What to do: Using the records below, output the stretch that opens with the line containing "use std::collections::BTreeMap;" and closes with the line containing "the credential directory.", exactly and including both lines, with nothing more.
** Opening Source material block **
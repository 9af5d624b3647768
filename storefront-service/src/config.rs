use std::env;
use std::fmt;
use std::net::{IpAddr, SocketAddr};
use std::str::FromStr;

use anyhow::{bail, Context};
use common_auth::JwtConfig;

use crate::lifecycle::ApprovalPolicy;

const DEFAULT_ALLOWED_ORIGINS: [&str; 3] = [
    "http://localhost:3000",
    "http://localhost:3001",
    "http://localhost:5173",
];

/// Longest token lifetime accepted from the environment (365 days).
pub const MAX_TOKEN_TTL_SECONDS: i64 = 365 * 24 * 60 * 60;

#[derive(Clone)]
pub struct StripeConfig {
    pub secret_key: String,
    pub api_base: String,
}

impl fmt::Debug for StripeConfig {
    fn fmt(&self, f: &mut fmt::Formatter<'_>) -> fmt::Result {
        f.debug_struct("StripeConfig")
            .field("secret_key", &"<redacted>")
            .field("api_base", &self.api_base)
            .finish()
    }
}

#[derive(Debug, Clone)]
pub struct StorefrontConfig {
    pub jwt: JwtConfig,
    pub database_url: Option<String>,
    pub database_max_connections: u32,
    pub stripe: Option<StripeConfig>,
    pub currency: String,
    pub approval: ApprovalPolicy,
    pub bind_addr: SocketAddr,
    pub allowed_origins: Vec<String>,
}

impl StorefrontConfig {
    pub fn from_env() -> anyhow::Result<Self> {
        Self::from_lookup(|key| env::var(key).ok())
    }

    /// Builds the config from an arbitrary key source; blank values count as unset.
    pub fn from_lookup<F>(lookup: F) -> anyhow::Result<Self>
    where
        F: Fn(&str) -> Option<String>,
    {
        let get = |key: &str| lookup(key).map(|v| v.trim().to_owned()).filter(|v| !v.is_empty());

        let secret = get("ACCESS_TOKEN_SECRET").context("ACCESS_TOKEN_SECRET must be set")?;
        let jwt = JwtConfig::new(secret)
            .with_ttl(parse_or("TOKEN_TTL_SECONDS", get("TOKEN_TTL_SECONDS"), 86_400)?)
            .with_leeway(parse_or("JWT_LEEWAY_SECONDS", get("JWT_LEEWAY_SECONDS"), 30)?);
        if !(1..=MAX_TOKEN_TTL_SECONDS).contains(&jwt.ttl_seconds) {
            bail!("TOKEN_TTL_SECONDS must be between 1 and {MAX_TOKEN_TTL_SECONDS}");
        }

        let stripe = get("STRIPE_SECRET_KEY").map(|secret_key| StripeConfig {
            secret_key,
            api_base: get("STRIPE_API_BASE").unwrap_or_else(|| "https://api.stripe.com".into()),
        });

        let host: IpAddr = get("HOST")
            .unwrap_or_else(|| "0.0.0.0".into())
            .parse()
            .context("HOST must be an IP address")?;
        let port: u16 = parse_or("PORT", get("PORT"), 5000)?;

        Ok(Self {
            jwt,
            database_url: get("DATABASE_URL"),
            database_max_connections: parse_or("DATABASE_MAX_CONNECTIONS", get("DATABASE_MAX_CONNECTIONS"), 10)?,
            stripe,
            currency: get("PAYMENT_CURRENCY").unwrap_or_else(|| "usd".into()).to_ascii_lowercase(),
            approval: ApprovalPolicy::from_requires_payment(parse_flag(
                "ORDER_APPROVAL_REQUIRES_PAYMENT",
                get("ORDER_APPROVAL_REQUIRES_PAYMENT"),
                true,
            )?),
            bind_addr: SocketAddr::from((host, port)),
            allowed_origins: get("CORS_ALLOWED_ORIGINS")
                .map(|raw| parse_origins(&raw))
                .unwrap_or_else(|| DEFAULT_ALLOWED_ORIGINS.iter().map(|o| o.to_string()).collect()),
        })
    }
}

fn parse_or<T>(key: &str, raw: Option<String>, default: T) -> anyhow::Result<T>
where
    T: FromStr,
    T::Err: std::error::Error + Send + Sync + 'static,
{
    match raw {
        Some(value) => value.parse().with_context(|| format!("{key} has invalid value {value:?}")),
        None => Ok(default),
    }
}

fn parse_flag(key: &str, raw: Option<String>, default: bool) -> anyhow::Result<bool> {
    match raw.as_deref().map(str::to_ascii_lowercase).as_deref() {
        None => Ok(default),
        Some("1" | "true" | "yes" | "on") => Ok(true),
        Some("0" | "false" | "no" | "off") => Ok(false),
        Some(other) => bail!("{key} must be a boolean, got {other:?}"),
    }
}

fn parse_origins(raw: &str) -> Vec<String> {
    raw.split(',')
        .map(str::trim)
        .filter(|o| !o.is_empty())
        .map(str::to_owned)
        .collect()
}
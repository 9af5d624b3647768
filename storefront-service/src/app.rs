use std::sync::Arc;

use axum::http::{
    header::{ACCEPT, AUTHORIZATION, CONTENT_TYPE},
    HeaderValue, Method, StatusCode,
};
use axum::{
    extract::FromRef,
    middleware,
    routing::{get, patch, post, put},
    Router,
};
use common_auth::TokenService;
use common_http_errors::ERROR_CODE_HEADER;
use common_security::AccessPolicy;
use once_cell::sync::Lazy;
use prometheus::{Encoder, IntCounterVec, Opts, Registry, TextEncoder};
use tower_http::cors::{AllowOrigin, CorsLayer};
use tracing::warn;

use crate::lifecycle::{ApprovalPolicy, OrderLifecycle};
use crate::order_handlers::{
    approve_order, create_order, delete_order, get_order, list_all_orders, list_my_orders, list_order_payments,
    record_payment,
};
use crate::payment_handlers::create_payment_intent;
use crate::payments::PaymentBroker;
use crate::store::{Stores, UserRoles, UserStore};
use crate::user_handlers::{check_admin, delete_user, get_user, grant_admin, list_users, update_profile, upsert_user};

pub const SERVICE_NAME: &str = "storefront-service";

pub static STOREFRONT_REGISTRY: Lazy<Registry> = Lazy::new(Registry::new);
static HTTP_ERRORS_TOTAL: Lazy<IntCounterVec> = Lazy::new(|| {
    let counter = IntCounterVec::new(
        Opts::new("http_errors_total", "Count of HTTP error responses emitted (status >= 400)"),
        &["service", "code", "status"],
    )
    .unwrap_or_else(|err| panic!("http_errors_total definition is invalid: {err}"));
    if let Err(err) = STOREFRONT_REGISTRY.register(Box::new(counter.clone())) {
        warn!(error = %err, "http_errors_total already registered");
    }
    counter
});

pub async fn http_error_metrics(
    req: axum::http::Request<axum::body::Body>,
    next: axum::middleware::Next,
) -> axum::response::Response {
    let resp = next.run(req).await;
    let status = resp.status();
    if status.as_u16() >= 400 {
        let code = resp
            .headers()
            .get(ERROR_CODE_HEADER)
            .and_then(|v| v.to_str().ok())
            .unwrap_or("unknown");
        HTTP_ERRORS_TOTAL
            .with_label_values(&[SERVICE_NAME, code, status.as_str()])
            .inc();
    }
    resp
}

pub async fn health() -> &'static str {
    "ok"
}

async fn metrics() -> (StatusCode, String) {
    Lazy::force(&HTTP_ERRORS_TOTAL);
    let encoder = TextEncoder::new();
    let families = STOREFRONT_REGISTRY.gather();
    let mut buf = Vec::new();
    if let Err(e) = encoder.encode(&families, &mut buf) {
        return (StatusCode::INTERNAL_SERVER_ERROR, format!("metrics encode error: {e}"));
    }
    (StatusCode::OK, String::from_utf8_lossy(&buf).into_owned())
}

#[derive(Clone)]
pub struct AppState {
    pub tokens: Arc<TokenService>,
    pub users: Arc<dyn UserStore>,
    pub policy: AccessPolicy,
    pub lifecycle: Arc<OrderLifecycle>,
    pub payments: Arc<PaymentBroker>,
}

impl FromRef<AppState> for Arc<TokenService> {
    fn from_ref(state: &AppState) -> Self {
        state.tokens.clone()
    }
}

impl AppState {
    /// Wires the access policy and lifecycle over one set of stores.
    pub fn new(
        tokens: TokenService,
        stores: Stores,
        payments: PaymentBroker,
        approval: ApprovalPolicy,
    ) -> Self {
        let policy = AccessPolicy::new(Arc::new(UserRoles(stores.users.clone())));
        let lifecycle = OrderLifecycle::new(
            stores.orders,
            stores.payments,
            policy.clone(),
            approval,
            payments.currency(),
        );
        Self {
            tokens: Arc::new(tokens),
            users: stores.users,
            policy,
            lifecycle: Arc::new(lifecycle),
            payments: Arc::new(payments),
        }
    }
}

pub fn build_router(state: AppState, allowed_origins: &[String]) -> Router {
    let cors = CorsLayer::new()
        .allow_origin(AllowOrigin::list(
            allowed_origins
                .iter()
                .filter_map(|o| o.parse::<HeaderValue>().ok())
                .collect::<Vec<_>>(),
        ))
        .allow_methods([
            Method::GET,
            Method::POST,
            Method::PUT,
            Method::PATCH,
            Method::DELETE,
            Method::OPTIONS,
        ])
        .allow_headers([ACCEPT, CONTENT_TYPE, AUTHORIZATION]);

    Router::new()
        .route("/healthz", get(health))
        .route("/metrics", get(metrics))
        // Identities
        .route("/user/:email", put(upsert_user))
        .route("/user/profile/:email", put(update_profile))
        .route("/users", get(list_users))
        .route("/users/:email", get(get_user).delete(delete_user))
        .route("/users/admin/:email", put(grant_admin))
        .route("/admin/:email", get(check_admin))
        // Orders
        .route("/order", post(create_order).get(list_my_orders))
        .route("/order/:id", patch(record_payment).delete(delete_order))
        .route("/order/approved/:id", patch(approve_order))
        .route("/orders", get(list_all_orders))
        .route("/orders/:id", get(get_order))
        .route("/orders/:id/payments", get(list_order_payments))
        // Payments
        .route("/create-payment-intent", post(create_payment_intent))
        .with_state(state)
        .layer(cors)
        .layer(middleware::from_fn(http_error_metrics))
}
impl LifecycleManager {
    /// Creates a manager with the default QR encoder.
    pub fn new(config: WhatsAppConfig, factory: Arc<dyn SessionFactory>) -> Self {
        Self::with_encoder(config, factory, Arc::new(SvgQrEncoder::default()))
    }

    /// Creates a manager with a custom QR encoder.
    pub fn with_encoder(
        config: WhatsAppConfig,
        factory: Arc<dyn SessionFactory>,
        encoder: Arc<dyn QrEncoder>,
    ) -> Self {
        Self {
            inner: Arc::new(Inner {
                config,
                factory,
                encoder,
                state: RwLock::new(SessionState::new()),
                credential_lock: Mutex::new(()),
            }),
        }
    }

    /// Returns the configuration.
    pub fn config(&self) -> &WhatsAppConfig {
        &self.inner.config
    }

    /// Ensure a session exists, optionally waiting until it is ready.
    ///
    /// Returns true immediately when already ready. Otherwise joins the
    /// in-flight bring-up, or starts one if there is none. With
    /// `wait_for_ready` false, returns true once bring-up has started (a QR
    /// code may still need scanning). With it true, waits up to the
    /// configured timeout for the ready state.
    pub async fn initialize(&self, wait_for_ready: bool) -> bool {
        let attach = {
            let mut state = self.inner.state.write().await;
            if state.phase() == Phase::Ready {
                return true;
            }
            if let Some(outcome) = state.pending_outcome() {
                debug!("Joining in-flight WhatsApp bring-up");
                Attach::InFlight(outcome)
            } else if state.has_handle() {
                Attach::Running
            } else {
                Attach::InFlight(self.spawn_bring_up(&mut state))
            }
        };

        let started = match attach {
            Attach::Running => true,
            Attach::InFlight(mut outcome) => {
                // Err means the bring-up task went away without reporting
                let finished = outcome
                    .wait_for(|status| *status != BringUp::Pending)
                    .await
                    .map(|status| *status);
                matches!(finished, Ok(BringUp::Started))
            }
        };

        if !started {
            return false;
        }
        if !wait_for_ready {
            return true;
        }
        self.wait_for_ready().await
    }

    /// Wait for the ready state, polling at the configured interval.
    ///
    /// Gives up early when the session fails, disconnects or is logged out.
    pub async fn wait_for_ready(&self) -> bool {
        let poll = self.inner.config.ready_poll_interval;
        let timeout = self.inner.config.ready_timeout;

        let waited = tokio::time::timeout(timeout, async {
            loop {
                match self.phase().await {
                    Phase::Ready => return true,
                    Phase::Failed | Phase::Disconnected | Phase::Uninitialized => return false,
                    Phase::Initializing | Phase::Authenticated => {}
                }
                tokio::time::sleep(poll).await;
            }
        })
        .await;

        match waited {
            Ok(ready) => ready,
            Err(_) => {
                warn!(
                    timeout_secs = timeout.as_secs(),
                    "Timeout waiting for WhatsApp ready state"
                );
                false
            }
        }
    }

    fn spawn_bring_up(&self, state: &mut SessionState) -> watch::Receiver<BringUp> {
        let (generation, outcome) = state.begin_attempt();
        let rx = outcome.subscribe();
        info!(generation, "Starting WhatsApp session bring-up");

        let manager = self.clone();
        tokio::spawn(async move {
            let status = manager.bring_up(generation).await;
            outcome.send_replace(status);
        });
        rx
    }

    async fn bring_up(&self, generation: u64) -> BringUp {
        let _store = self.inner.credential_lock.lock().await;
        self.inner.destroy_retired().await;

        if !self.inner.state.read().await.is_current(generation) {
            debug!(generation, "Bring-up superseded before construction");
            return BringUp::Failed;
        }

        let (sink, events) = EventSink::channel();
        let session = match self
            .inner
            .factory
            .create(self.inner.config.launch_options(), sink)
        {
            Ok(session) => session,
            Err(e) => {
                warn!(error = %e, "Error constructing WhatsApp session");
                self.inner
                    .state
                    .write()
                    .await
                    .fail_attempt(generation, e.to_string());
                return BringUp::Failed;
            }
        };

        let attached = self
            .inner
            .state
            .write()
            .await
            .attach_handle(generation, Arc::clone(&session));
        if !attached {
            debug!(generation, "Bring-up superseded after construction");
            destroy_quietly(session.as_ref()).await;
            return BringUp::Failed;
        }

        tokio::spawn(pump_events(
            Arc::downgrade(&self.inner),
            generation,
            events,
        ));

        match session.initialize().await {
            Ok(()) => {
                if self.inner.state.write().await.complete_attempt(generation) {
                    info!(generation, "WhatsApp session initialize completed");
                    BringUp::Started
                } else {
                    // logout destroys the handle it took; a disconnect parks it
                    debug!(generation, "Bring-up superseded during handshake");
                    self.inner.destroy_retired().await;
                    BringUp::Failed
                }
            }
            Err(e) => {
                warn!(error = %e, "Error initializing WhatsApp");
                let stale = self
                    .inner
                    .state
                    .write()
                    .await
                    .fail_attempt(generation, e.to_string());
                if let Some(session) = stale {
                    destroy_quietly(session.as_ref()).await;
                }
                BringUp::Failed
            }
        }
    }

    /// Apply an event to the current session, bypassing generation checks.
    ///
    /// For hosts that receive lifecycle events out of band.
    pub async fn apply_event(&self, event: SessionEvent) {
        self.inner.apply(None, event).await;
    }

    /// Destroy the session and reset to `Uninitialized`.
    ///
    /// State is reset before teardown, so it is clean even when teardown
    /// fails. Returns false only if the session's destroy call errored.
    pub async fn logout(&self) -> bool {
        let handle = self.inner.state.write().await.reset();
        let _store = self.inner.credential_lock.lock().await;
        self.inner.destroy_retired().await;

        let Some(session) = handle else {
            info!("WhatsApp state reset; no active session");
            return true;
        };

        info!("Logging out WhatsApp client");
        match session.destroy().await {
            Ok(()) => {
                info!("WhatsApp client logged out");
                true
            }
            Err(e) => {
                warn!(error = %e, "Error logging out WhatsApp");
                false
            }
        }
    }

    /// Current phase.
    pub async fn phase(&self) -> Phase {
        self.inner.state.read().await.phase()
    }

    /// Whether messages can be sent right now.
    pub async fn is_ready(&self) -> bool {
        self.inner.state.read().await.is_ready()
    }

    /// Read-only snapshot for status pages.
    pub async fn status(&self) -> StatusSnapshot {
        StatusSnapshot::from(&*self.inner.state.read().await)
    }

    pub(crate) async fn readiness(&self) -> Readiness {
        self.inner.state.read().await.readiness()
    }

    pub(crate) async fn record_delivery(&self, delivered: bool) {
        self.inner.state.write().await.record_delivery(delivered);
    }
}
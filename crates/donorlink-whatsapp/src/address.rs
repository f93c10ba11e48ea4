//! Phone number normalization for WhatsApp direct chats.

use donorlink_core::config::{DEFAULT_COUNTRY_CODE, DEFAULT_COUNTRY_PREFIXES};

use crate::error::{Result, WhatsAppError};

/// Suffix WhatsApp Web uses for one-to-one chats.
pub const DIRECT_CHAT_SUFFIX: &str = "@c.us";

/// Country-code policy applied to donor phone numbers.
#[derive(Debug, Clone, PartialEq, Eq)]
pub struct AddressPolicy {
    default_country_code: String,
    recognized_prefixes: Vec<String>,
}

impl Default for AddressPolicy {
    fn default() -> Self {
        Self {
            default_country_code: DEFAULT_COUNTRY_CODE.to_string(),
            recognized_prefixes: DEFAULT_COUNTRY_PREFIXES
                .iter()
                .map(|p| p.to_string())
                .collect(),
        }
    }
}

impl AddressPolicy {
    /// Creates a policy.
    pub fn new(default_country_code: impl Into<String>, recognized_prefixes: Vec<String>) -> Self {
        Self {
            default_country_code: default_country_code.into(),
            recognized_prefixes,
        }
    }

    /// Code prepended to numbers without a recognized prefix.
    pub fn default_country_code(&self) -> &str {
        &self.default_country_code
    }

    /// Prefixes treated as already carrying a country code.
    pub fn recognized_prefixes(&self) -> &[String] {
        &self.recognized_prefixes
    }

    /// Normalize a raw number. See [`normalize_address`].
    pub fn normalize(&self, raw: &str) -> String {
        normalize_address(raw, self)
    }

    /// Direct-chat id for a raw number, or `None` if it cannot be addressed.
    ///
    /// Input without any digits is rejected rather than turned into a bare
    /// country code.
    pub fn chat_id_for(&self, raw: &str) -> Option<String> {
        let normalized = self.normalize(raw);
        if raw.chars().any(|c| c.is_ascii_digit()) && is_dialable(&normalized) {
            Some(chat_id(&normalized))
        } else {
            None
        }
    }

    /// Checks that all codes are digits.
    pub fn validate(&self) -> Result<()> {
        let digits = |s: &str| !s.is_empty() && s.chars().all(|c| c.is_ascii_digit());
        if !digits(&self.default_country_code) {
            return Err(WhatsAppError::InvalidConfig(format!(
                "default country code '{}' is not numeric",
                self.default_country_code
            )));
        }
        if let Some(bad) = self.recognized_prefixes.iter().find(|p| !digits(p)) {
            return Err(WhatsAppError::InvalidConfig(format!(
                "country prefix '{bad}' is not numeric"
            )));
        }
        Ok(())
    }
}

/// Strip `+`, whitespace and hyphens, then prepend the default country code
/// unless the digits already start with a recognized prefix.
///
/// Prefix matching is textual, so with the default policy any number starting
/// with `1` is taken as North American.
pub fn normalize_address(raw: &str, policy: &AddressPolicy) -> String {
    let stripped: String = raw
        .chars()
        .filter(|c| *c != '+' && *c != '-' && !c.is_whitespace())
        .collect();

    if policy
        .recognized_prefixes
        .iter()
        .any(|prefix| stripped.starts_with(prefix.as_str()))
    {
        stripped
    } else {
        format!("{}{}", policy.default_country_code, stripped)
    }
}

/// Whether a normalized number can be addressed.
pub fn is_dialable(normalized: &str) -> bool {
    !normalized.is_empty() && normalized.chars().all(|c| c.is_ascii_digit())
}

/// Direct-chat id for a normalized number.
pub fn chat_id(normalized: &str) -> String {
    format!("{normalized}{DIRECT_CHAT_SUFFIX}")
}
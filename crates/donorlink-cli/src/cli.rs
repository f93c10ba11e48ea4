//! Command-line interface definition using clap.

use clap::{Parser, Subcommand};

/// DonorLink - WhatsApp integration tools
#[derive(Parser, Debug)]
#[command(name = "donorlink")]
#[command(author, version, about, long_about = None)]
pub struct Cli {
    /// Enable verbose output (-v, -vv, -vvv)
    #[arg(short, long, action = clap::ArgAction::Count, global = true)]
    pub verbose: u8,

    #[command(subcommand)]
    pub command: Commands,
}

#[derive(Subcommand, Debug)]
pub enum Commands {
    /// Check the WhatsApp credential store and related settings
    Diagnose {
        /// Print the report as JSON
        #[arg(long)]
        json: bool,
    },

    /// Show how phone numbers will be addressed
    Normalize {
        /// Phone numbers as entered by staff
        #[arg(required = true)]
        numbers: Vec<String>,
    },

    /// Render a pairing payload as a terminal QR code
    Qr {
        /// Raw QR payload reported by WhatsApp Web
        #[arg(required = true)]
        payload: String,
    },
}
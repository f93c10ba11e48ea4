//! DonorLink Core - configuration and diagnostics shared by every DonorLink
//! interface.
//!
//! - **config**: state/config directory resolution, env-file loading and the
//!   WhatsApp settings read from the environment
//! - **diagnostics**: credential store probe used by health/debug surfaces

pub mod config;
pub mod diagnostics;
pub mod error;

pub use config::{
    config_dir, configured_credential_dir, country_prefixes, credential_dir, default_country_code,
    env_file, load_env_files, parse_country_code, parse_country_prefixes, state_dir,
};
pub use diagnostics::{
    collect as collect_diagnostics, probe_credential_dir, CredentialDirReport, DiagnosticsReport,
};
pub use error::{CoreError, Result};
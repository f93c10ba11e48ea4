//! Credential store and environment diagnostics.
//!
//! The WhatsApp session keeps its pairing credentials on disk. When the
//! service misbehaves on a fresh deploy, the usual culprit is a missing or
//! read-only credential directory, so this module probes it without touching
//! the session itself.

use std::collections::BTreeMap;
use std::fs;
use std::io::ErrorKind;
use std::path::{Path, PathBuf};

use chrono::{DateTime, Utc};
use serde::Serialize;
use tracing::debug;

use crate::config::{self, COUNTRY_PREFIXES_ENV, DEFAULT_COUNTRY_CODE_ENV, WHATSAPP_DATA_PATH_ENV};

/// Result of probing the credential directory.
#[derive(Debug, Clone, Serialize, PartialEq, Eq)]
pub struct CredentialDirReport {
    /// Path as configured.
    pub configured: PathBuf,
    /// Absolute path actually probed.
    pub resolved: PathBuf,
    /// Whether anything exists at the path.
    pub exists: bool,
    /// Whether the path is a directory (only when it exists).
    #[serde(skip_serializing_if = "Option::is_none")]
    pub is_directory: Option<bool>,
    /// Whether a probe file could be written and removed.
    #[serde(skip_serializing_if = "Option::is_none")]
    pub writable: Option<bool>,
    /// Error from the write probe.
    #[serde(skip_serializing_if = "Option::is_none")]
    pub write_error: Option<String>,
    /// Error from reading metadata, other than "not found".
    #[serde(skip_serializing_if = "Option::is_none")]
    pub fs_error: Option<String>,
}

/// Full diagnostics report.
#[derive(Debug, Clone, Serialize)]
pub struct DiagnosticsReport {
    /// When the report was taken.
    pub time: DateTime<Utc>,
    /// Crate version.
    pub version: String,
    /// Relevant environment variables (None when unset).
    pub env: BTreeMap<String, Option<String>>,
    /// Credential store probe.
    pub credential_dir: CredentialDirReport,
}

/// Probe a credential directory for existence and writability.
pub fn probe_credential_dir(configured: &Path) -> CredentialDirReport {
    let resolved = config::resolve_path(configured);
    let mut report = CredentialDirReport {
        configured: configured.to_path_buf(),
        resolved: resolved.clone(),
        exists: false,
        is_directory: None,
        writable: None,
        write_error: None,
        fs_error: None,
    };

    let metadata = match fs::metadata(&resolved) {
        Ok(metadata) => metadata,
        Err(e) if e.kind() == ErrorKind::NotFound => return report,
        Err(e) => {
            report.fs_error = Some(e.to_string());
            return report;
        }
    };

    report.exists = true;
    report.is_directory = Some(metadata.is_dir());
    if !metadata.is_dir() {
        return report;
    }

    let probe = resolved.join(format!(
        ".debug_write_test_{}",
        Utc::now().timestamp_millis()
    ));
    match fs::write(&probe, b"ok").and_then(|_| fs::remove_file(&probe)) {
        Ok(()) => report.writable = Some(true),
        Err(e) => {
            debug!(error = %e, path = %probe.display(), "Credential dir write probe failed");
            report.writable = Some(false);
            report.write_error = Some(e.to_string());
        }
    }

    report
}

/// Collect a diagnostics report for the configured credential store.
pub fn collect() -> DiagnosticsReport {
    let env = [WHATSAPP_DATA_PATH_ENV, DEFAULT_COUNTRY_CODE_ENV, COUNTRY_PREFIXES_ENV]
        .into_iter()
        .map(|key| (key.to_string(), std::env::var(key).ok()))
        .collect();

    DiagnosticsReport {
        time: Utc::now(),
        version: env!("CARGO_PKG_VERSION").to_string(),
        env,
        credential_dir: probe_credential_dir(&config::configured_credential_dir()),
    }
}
** Closing Source material block **
The completed task:
use std::collections::BTreeMap;
use std::fs;
use std::io::ErrorKind;
use std::path::{Path, PathBuf};

use chrono::{DateTime, Utc};
use serde::Serialize;
use tracing::debug;

use crate::config::{self, COUNTRY_PREFIXES_ENV, DEFAULT_COUNTRY_CODE_ENV, WHATSAPP_DATA_PATH_ENV};

/// Result of probing the credential directory.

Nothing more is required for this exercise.